══ Input material
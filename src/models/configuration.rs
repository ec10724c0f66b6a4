//! Solver input container.
//!
//! A [`Configuration`] is everything a solver needs: the ordered camper
//! list (input order doubles as the deterministic tie-break order) and
//! the set of valid workshop names. How the data was obtained — a
//! registration spreadsheet, a form export — is the caller's concern.

use serde::{Deserialize, Serialize};

use super::Camper;

/// Input for one solve: campers plus the valid workshop catalog.
#[derive(Debug, Clone, Default, PartialEq, Serialize, Deserialize)]
pub struct Configuration {
    /// Campers in registration order.
    pub campers: Vec<Camper>,
    /// Valid workshop names.
    pub workshops: Vec<String>,
}

impl Configuration {
    /// Creates an empty configuration.
    pub fn new() -> Self {
        Self::default()
    }

    /// Adds a camper.
    pub fn with_camper(mut self, camper: Camper) -> Self {
        self.campers.push(camper);
        self
    }

    /// Adds a workshop to the catalog.
    pub fn with_workshop(mut self, name: impl Into<String>) -> Self {
        self.workshops.push(name.into());
        self
    }

    /// Adds several workshops to the catalog.
    pub fn with_workshops<I, S>(mut self, names: I) -> Self
    where
        I: IntoIterator<Item = S>,
        S: Into<String>,
    {
        self.workshops.extend(names.into_iter().map(Into::into));
        self
    }

    /// Looks up a camper by id.
    pub fn camper(&self, id: &str) -> Option<&Camper> {
        self.campers.iter().find(|c| c.id == id)
    }

    /// Whether `name` is a cataloged workshop.
    pub fn has_workshop(&self, name: &str) -> bool {
        self.workshops.iter().any(|w| w == name)
    }

    /// Number of campers.
    pub fn camper_count(&self) -> usize {
        self.campers.len()
    }
}
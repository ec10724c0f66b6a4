//! Fitness evaluation for candidate schedules.
//!
//! Fitness is maximized. It rewards the completion rate (campers with
//! every slot filled) and, with a dominant weight, the preference-
//! satisfaction rate, then subtracts per-unit penalties for capacity
//! overfill, cohort conflicts and slot-ceiling excesses. Solver-built
//! schedules gated by `can_assign` never incur penalties; the terms
//! exist so that any schedule that slips a violation in (e.g. through
//! the CSP overflow fallback used as a seed) ranks strictly below every
//! comparable feasible one.

use std::collections::{HashMap, HashSet};

use crate::models::{Camper, CohortKey, Schedule};

use super::config::FitnessWeights;

/// Scores a schedule; higher is better.
pub fn evaluate(schedule: &Schedule, campers: &[Camper], weights: &FitnessWeights) -> f64 {
    let slots = schedule.policy().slot_count;
    let total = campers.len();

    let mut fully_scheduled = 0usize;
    let mut satisfied = 0usize;
    for camper in campers {
        let row = schedule.row(&camper.id);
        let filled = row.map(|r| r.iter().flatten().count()).unwrap_or(0);
        if filled == slots {
            fully_scheduled += 1;
        }
        satisfied += row
            .map(|r| {
                r.iter()
                    .flatten()
                    .filter(|workshop| camper.prefers(workshop))
                    .count()
            })
            .unwrap_or(0);
    }

    let mut score = 0.0;
    if total > 0 {
        score += weights.completion * (fully_scheduled as f64 / total as f64);
        if slots > 0 {
            score += weights.satisfaction * (satisfied as f64 / (total * slots) as f64);
        }
    }

    score -= weights.capacity_penalty * capacity_overflow(schedule) as f64;
    score -= weights.cohort_penalty * cohort_conflicts(schedule) as f64;
    score -= weights.ceiling_penalty * ceiling_excess(schedule) as f64;

    score
}

/// Total seats enrolled beyond capacity, across all sessions.
fn capacity_overflow(schedule: &Schedule) -> usize {
    schedule.sessions().iter().map(|s| s.overflow()).sum()
}

/// Number of (workshop, slot) pairs with more than one active cohort.
fn cohort_conflicts(schedule: &Schedule) -> usize {
    let mut cohorts: HashMap<(&str, usize), HashSet<CohortKey>> = HashMap::new();
    for s in schedule.sessions() {
        if !s.is_empty() {
            cohorts
                .entry((s.key.workshop.as_str(), s.key.slot))
                .or_default()
                .insert(s.key.cohort);
        }
    }
    cohorts.values().filter(|set| set.len() > 1).count()
}

/// Sessions running beyond the per-slot ceiling, summed over slots.
fn ceiling_excess(schedule: &Schedule) -> usize {
    let policy = schedule.policy();
    (0..policy.slot_count)
        .map(|slot| {
            schedule
                .active_sessions_in_slot(slot)
                .saturating_sub(policy.max_sessions_per_slot)
        })
        .sum()
}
════
Work to be completed: Both the first line of the records above and the line containing "rate (campers with" are to be transcribed exactly, together with every line between them, and nothing else.

Task answer:
filename src/models/configuration.rs
repository ec10724c0f66b6a4
//! Solver input container.
//!
//! A [`Configuration`] is everything a solver needs: the ordered camper
//! list (input order doubles as the deterministic tie-break order) and
//! the set of valid workshop names. How the data was obtained — a
//! registration spreadsheet, a form export — is the caller's concern.

use serde::{Deserialize, Serialize};

use super::Camper;

/// Input for one solve: campers plus the valid workshop catalog.
#[derive(Debug, Clone, Default, PartialEq, Serialize, Deserialize)]
pub struct Configuration {
    /// Campers in registration order.
    pub campers: Vec<Camper>,
    /// Valid workshop names.
    pub workshops: Vec<String>,
}

impl Configuration {
    /// Creates an empty configuration.
    pub fn new() -> Self {
        Self::default()
    }

    /// Adds a camper.
    pub fn with_camper(mut self, camper: Camper) -> Self {
        self.campers.push(camper);
        self
    }

    /// Adds a workshop to the catalog.
    pub fn with_workshop(mut self, name: impl Into<String>) -> Self {
        self.workshops.push(name.into());
        self
    }

    /// Adds several workshops to the catalog.
    pub fn with_workshops<I, S>(mut self, names: I) -> Self
    where
        I: IntoIterator<Item = S>,
        S: Into<String>,
    {
        self.workshops.extend(names.into_iter().map(Into::into));
        self
    }

    /// Looks up a camper by id.
    pub fn camper(&self, id: &str) -> Option<&Camper> {
        self.campers.iter().find(|c| c.id == id)
    }

    /// Whether `name` is a cataloged workshop.
    pub fn has_workshop(&self, name: &str) -> bool {
        self.workshops.iter().any(|w| w == name)
    }

    /// Number of campers.
    pub fn camper_count(&self) -> usize {
        self.campers.len()
    }
}
repository ec10724c0f66b6a4
//! Fitness evaluation for candidate schedules.
//!
//! Fitness is maximized. It rewards the completion rate (campers with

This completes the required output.